Angelo Siniscalchi

Personal information
- Date of birth: 15 July 1984 (age 41)
- Place of birth: Salerno, Italy
- Height: 1.86 m (6 ft 1 in)
- Position: Defender

Team information
- Current team: AC Rezzato

Youth career
- Salernitana

Senior career*
- Years: Team / Apps / (Gls)
- 2003–2007: Salernitana / 45 / (0)
- 2004–2005: → Bellaria (loan) / 30 / (0)
- 2007–2010: Ascoli / 7 / (0)
- 2008–2009: → Pescara (loan) / 24 / (2)
- 2009–2010: → PortoSummaga (loan) / 26 / (0)
- 2010–2013: Benevento / 66 / (2)
- 2013–2014: Salernitana / 13 / (1)
- 2014–2015: Mantova / 30 / (0)
- 2015–2016: Pavia / 24 / (1)
- 2016–2017: Mantova / 31 / (1)
- 2017–: AC Rezzato / 14 / (0)

= Angelo Siniscalchi =

Italian footballer (born 1984)

Angelo Siniscalchi (born 15 July 1984) is an Italian footballer who plays for Serie D club AC Rezzato.

==Biography==
Born in Salerno, Campania, Siniscalchi started his career at hometown club Salernitana. Siniscalchi made his league debut on 31 May 2005, along with Gianmarco Rodio replaced Agostino Garofalo and Luca Fusco respectively. Salernitana certainly finished as the bottom but later re-admitted to Serie B 2003–04 due to Caso Catania. In 2004–05 season, he left for Serie C2 club Bellaria

After Salernitana Sport went bankrupt and re-admitted to Serie C1 as Salernitana Calcio 1919 in 2005, Siniscalchi re-joined the new team in the Italian third division. He played for Salernitana in Serie C1 seasons.

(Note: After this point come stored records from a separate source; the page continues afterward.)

use anyhow::Result;
use clap::Parser;
use opencv as cv2;
use std::path::Path;

use indicatif::ProgressStyle;
use tracing::{info, info_span};
use tracing_indicatif::span_ext::IndicatifSpanExt;
use tracing_indicatif::IndicatifLayer;
use tracing_subscriber::layer::SubscriberExt;
use tracing_subscriber::util::SubscriberInitExt;
use tracing_subscriber::filter::LevelFilter;

use threat_tracker::camera::{DepthCamera, OpenNiCamera};
use threat_tracker::config::*;
use threat_tracker::dataset::Dataset;
use threat_tracker::detector::MobileNetSsd;
use threat_tracker::fps::FpsCounter;
use threat_tracker::pipeline::Pipeline;
use threat_tracker::visualization::resize_to_width;

const WINDOW: &str = "Frame";

#[derive(Parser)]
#[clap(about = "Track the most threatening object in front of a depth camera")]
pub struct Args {
    /// recorded dataset folder, the live camera is used when absent
    #[clap(short, long)]
    pub input_folder: Option<String>,
    /// debug logging
    #[clap(short, long)]
    pub verbose: bool,
    #[clap(flatten)]
    pub config: Config,
    #[clap(flatten)]
    pub camera: CameraConfig,
}

fn main() -> Result<()> {
    // parse the config
    let args = Args::parse();
    let config = &args.config;

    // setup logging
    let level = if args.verbose {
        LevelFilter::DEBUG
    } else {
        LevelFilter::INFO
    };
    let indicatif_layer = IndicatifLayer::new();
    tracing_subscriber::registry()
        .with(level)
        .with(tracing_subscriber::fmt::layer().with_writer(indicatif_layer.get_stdout_writer()))
        .with(indicatif_layer)
        .init();

    let mut detector = MobileNetSsd::new(&config.prototxt, &config.model)?;
    let mut camera: Box<dyn DepthCamera> = match &args.input_folder {
        Some(folder) => Box::new(Dataset::new(Path::new(folder), config.depth_scale())?),
        None => Box::new(OpenNiCamera::new(&args.camera, config.depth_scale())?),
    };
    let mut pipeline = Pipeline::new(config)?;

    let header_span = info_span!("header");
    match camera.length() {
        Some(length) => {
            header_span.pb_set_style(&ProgressStyle::default_bar());
            header_span.pb_set_length(length);
        }
        None => header_span.pb_set_style(&ProgressStyle::default_spinner()),
    }
    let header_span_enter = header_span.enter();

    let mut fps = FpsCounter::start();
    let mut frame = cv2::core::Mat::default();
    while let Some(color) = camera.color_frame()? {
        resize_to_width(&color, &mut frame, config.width)?;
        let depth = camera.depth_frame()?;
        pipeline.process(&mut frame, &depth, &mut detector)?;

        if !config.headless {
            cv2::highgui::imshow(WINDOW, &frame)?;
            let key = cv2::highgui::wait_key(1)? & 0xFF;
            if key == 'q' as i32 {
                break;
            }
        }
        fps.update();
    }
    fps.stop();

    std::mem::drop(header_span_enter);
    std::mem::drop(header_span);

    info!("tracked obstacle: {:?}", pipeline.tracker().current());
    info!("elapsed time: {:.2}", fps.elapsed());
    info!("approx. FPS: {:.2}", fps.fps());

    if !config.headless {
        cv2::highgui::destroy_all_windows()?;
    }
    Ok(())
}

#[cfg(test)]
mod tests {
    use super::*;

    #[test]
    fn test_input_folder_flags() {
        let base = ["threat-tracker", "-p", "deploy.prototxt", "-m", "net.caffemodel"];
        for flag in ["-i", "--input-folder"] {
            let args = Args::try_parse_from(base.iter().chain(&[flag, "data/run1"])).unwrap();
            assert_eq!(args.input_folder.as_deref(), Some("data/run1"));
        }
        let args = Args::try_parse_from(base).unwrap();
        assert!(args.input_folder.is_none());
    }
}
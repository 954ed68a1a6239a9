use std::time::Instant;

/// Frame counter with wall-clock timing
#[derive(Debug, Default)]
pub struct FpsCounter {
    start: Option<Instant>,
    end: Option<Instant>,
    frames: u64,
}

impl FpsCounter {
    pub fn start() -> Self {
        Self {
            start: Some(Instant::now()),
            end: None,
            frames: 0,
        }
    }

    pub fn update(&mut self) {
        self.frames += 1;
    }

    pub fn stop(&mut self) {
        self.end = Some(Instant::now());
    }

    pub fn frames(&self) -> u64 {
        self.frames
    }

    /// Seconds between start and stop, or until now while running
    pub fn elapsed(&self) -> f64 {
        let Some(start) = self.start else {
            return 0.;
        };
        let end = self.end.unwrap_or_else(Instant::now);
        end.saturating_duration_since(start).as_secs_f64()
    }

    pub fn fps(&self) -> f64 {
        rate(self.frames, self.elapsed())
    }

    #[cfg(test)]
    fn with_elapsed(frames: u64, elapsed: std::time::Duration) -> Self {
        let start = Instant::now();
        Self {
            start: Some(start),
            end: Some(start + elapsed),
            frames,
        }
    }
}

fn rate(frames: u64, elapsed: f64) -> f64 {
    if elapsed > 0. {
        frames as f64 / elapsed
    } else {
        0.
    }
}

#[cfg(test)]
mod tests {
    use super::*;
    use std::time::Duration;

    #[test]
    fn test_fps() {
        let counter = FpsCounter::with_elapsed(30, Duration::from_secs(2));
        assert!((counter.elapsed() - 2.).abs() < 1e-9);
        assert!((counter.fps() - 15.).abs() < 1e-9);
    }

    #[test]
    fn test_update_counts_frames() {
        let mut counter = FpsCounter::start();
        counter.update();
        counter.update();
        counter.stop();
        assert_eq!(counter.frames(), 2);
        let stopped = counter.elapsed();
        assert_eq!(counter.elapsed(), stopped);
    }

    #[test]
    fn test_not_started() {
        let counter = FpsCounter::default();
        assert_eq!(counter.elapsed(), 0.);
        assert_eq!(counter.fps(), 0.);
    }
}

In July 2007, he left for Serie B side Ascoli in co-ownership deal. Ascoli relegated from Serie A just 2 months earlier. However, Siniscalchi failed to become a regular starter partially due to injury. He left for Lega Pro Prima Divisione side Pescara on 1 September 2008. In June 2009, Ascoli and Salernitana failed to agree a price for the remain 50% registration rights, and Ascoli won the closed tender as the club submitted a higher bid against Salernitana to Lega Calcio. On 27 August 2009, he was loaned to Prima Divisione side PortoSummaga, where he won promotion to Serie B.

In July 2010, he was sold to Prima Divisione side Benevento in co-ownership deal, signed a 3-year contract. He started the first 5 matches so far with the Campania side, including the two 2010–11 Coppa Italia matches.

On 24 July 2013 he moved to Lega Pro Prima Divisione club Salernitana.

On 25 July 2015 Siniscalchi joined A.C. Pavia.